2010年09月13日 20時20分16秒 | 宮城県に馴染みの深い人々
 『パラサイト・イヴ』は,瀬名秀明さんのデビュー作となったホラー小説で,第2回日本ホラー小説大賞を受賞しており,瀬名さん自身,受賞当時1994年は,東北大学薬学部に在籍する研究者だった事でも話題になったようです。

 発表されてからかなり経つので,読むのがちょっと恥ずかしい感じですが,脳死判定で,本人の意思表示がなくても,家族の承諾が有れば移植が出来るという,今と違った16年前の状況を踏まえながら読みました。
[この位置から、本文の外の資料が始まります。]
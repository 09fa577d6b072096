//! Rendering and the Win32 desktop surface
//!
//! `renderer` is portable and tested headless. Everything else talks to
//! Win32 and only builds on Windows.

pub mod renderer;

#[cfg(windows)]
pub mod controls;
#[cfg(windows)]
pub mod customizer_window;
#[cfg(windows)]
pub mod desktop;
#[cfg(windows)]
pub mod host;
#[cfg(windows)]
pub mod prompt;
#[cfg(windows)]
pub mod tray;
#[cfg(windows)]
pub mod zone_window;

pub use renderer::{RendererError, ZoneLayout, ZoneRenderer};
//! Modal single-line text prompt used to rename zones

use std::thread;
use std::time::Duration;

use windows::Win32::Foundation::{HWND, LPARAM, LRESULT, WPARAM};
use windows::Win32::UI::Input::KeyboardAndMouse::{EnableWindow, SetFocus};
use windows::Win32::UI::WindowsAndMessaging::*;
use windows::core::{PCWSTR, w};

use crate::platform::PlatformError;
use crate::platform::windows::to_wide;
use crate::ui::controls::{
    command_parts, control_text, create_button, create_edit, create_static, ensure_common_controls, register_class,
};

const DIALOG_WIDTH: i32 = 340;
const DIALOG_HEIGHT: i32 = 150;

// IsDialogMessageW maps Enter and Escape to these ids
const ID_BTN_OK: i32 = 1;
const ID_BTN_CANCEL: i32 = 2;
const ID_EDIT: i32 = 100;

struct PromptState {
    hwnd: HWND,
    edit: HWND,
    label: String,
    initial: String,
    result: Option<String>,
}

/// Shows the prompt and blocks until it closes
///
/// # Returns
/// The entered text, or None when cancelled
pub fn prompt_text(owner: HWND, title: &str, label: &str, initial: &str) -> Result<Option<String>, PlatformError> {
    ensure_common_controls();
    let class_name = w!("FloatboardPrompt");
    let instance = register_class(class_name, CS_HREDRAW | CS_VREDRAW, Some(prompt_wnd_proc))?;

    let state_ptr = Box::into_raw(Box::new(PromptState {
        hwnd: HWND(0),
        edit: HWND(0),
        label: label.to_string(),
        initial: initial.to_string(),
        result: None,
    }));

    let wide_title = to_wide(title);
    unsafe {
        let hwnd = CreateWindowExW(
            WS_EX_DLGMODALFRAME | WS_EX_TOPMOST,
            class_name,
            PCWSTR(wide_title.as_ptr()),
            WS_POPUP | WS_CAPTION | WS_SYSMENU,
            CW_USEDEFAULT,
            CW_USEDEFAULT,
            DIALOG_WIDTH,
            DIALOG_HEIGHT,
            owner,
            None,
            instance,
            Some(state_ptr as *const _),
        );
        if hwnd.0 == 0 {
            let _ = Box::from_raw(state_ptr);
            return Err(PlatformError::WindowCreation {
                what: "text prompt",
                message: title.to_string(),
            });
        }

        if owner.0 != 0 {
            let _ = EnableWindow(owner, false);
        }
        ShowWindow(hwnd, SW_SHOW);
        let _ = SetForegroundWindow(hwnd);
        let _ = SetFocus((*state_ptr).edit);
        SendMessageW((*state_ptr).edit, EM_SETSEL, WPARAM(0), LPARAM(-1));

        run_modal_loop(state_ptr);

        if owner.0 != 0 {
            let _ = EnableWindow(owner, true);
        }
        let state = Box::from_raw(state_ptr);
        Ok(state.result)
    }
}

impl PromptState {
    fn build_controls(&mut self) {
        create_static(self.hwnd, &self.label, (12, 12, DIALOG_WIDTH - 40, 20));
        self.edit = create_edit(self.hwnd, ID_EDIT, &self.initial, (12, 36, DIALOG_WIDTH - 40, 24));
        create_button(self.hwnd, ID_BTN_OK, "OK", true, (DIALOG_WIDTH - 206, 72, 90, 26));
        create_button(self.hwnd, ID_BTN_CANCEL, "Cancel", false, (DIALOG_WIDTH - 110, 72, 90, 26));
    }

    fn handle_command(&mut self, wparam: WPARAM) {
        match command_parts(wparam).0 {
            ID_BTN_OK => {
                self.result = Some(control_text(self.edit));
                unsafe {
                    let _ = DestroyWindow(self.hwnd);
                }
            }
            ID_BTN_CANCEL => unsafe {
                let _ = DestroyWindow(self.hwnd);
            },
            _ => {}
        }
    }
}

fn run_modal_loop(state_ptr: *mut PromptState) {
    unsafe {
        let mut msg = MSG::default();
        while (*state_ptr).hwnd.0 != 0 && IsWindow((*state_ptr).hwnd).as_bool() {
            if PeekMessageW(&mut msg, None, 0, 0, PM_REMOVE).as_bool() {
                if msg.message == WM_QUIT {
                    let _ = PostMessageW(HWND(0), WM_QUIT, msg.wParam, msg.lParam);
                    break;
                }

                if !IsDialogMessageW((*state_ptr).hwnd, &msg).as_bool() {
                    TranslateMessage(&msg);
                    DispatchMessageW(&msg);
                }
            } else {
                thread::sleep(Duration::from_millis(10));
            }
        }
    }
}

unsafe fn prompt_state_mut(hwnd: HWND) -> Option<&'static mut PromptState> {
    let ptr = unsafe { GetWindowLongPtrW(hwnd, GWLP_USERDATA) } as *mut PromptState;
    unsafe { ptr.as_mut() }
}

unsafe extern "system" fn prompt_wnd_proc(hwnd: HWND, msg: u32, wparam: WPARAM, lparam: LPARAM) -> LRESULT {
    match msg {
        WM_CREATE => {
            let createstruct = unsafe { &*(lparam.0 as *const CREATESTRUCTW) };
            unsafe { SetWindowLongPtrW(hwnd, GWLP_USERDATA, createstruct.lpCreateParams as isize) };
            if let Some(state) = unsafe { prompt_state_mut(hwnd) } {
                state.hwnd = hwnd;
                state.build_controls();
            }
            LRESULT(0)
        }
        WM_COMMAND => {
            if let Some(state) = unsafe { prompt_state_mut(hwnd) } {
                state.handle_command(wparam);
            }
            LRESULT(0)
        }
        WM_CLOSE => {
            unsafe {
                let _ = DestroyWindow(hwnd);
            }
            LRESULT(0)
        }
        WM_DESTROY => {
            if let Some(state) = unsafe { prompt_state_mut(hwnd) } {
                state.hwnd = HWND(0);
            }
            LRESULT(0)
        }
        _ => unsafe { DefWindowProcW(hwnd, msg, wparam, lparam) },
    }
}
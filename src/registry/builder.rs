//! Builder pattern for registry configuration.
//!
//! Provides a fluent API for configuring and creating [`ConnectionRegistry`]
//! instances.
//!
//! # Example
//!
//! ```no_run
//! use std::time::Duration;
//! use consult_realtime::ConnectionRegistry;
//!
//! # fn example() -> consult_realtime::Result<()> {
//! let registry = ConnectionRegistry::builder()
//!     .url("wss://consult.example.com/ws")
//!     .connect_timeout(Duration::from_secs(5))
//!     .build()?;
//! # Ok(())
//! # }
//! ```

// ============================================================================
// Imports
// ============================================================================

use std::fmt;
use std::sync::Arc;
use std::time::Duration;

use crate::dispatch::MessageDispatcher;
use crate::error::Result;
use crate::session::AuthProvider;
use crate::transport::{Connector, WsConnector};

use super::ConnectionRegistry;
use super::backoff::BackoffPolicy;
use super::config::RegistryConfig;

// ============================================================================
// RegistryBuilder
// ============================================================================

/// Builder for configuring a [`ConnectionRegistry`].
///
/// Use [`ConnectionRegistry::builder()`] to create a new builder.
#[derive(Default, Clone)]
pub struct RegistryBuilder {
    /// Accumulated settings.
    config: RegistryConfig,
    /// Transport factory; defaults to [`WsConnector`].
    connector: Option<Arc<dyn Connector>>,
    /// Shared dispatcher; a fresh one is created when unset.
    dispatcher: Option<MessageDispatcher>,
    /// Token source for background retries.
    auth: Option<Arc<dyn AuthProvider>>,
}

impl fmt::Debug for RegistryBuilder {
    fn fmt(&self, f: &mut fmt::Formatter<'_>) -> fmt::Result {
        f.debug_struct("RegistryBuilder")
            .field("config", &self.config)
            .field("custom_connector", &self.connector.is_some())
            .field("token_refresh", &self.auth.is_some())
            .finish_non_exhaustive()
    }
}

// ============================================================================
// RegistryBuilder Implementation
// ============================================================================

impl RegistryBuilder {
    /// Creates a builder with default settings and no URL.
    #[inline]
    #[must_use]
    pub fn new() -> Self {
        Self::default()
    }

    /// Replaces all settings at once, e.g. with a loaded [`RegistryConfig`].
    #[inline]
    #[must_use]
    pub fn config(mut self, config: RegistryConfig) -> Self {
        self.config = config;
        self
    }

    /// Sets the WebSocket endpoint.
    #[inline]
    #[must_use]
    pub fn url(mut self, url: impl Into<String>) -> Self {
        self.config.url = url.into();
        self
    }

    /// Sets the bound on one connect attempt.
    #[inline]
    #[must_use]
    pub fn connect_timeout(mut self, timeout: Duration) -> Self {
        self.config.connect_timeout = timeout;
        self
    }

    /// Sets the heartbeat period and the unanswered-ping tolerance.
    #[inline]
    #[must_use]
    pub fn heartbeat(mut self, interval: Duration, max_missed: u32) -> Self {
        self.config.heartbeat_interval = interval;
        self.config.heartbeat_max_missed = max_missed;
        self
    }

    /// Sets the reconnect schedule.
    #[inline]
    #[must_use]
    pub fn backoff(mut self, backoff: BackoffPolicy) -> Self {
        self.config.backoff = backoff;
        self
    }

    /// Sets the transport factory.
    #[inline]
    #[must_use]
    pub fn connector(mut self, connector: impl Connector) -> Self {
        self.connector = Some(Arc::new(connector));
        self
    }

    /// Uses an existing dispatcher instead of creating one.
    #[inline]
    #[must_use]
    pub fn dispatcher(mut self, dispatcher: MessageDispatcher) -> Self {
        self.dispatcher = Some(dispatcher);
        self
    }

    /// Refreshes the handshake token from `auth` before each background retry.
    ///
    /// Without it, retries resend the token of the last explicit connect.
    #[inline]
    #[must_use]
    pub fn auth(mut self, auth: Arc<dyn AuthProvider>) -> Self {
        self.auth = Some(auth);
        self
    }

    /// Builds the registry with validation.
    ///
    /// # Errors
    ///
    /// - [`crate::Error::Config`] if the URL is missing, not `ws`/`wss`, or a limit is zero
    /// - [`crate::Error::Url`] if the URL does not parse
    pub fn build(self) -> Result<ConnectionRegistry> {
        let url = self.config.validate()?;
        let connector = self
            .connector
            .unwrap_or_else(|| Arc::new(WsConnector));
        let dispatcher = self.dispatcher.unwrap_or_default();

        Ok(ConnectionRegistry::new(
            self.config,
            url,
            connector,
            dispatcher,
            self.auth,
        ))
    }
}

// ============================================================================
// Tests
// ============================================================================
 小説の舞台は仙台と明確に書かれてはいませんが,瀬名さんが大学から大学院生活を送っていた東北大学薬学部や医学部などを小説の中に取り入れていることは明白で,舞台設定が仙台なので,風景や情景がすぐ浮かぶのもこの小説を読み進める上で,読みやすい要因になりました。 

 太古の昔に存在した利己的遺伝子である「イヴ」が,生物に寄生(パラサイト)して何億年も生き延びてきて,生物遺伝子の主導権を得るため人体に対して反乱を起こし,ヒトとの生き残りをかけて争う小説です。

 この小説は,科学的なくだりを使い精密にかつ正確に書いているので,初めは科学用語に戸惑いながら読み進めるうちに,だんだんと時間も忘れ一気に読んでしまいました。

 私は,小説を読んでいる途中から,映像が浮かぶほどリアリティのある描写に釘付けになったのですが,小説発表後,『パラサイト・イヴ』は映画化,ラジオドラマ化,プレイステーション用のゲーム化され,色々な方面へ大きい影響を与えたのは当然な気がしました。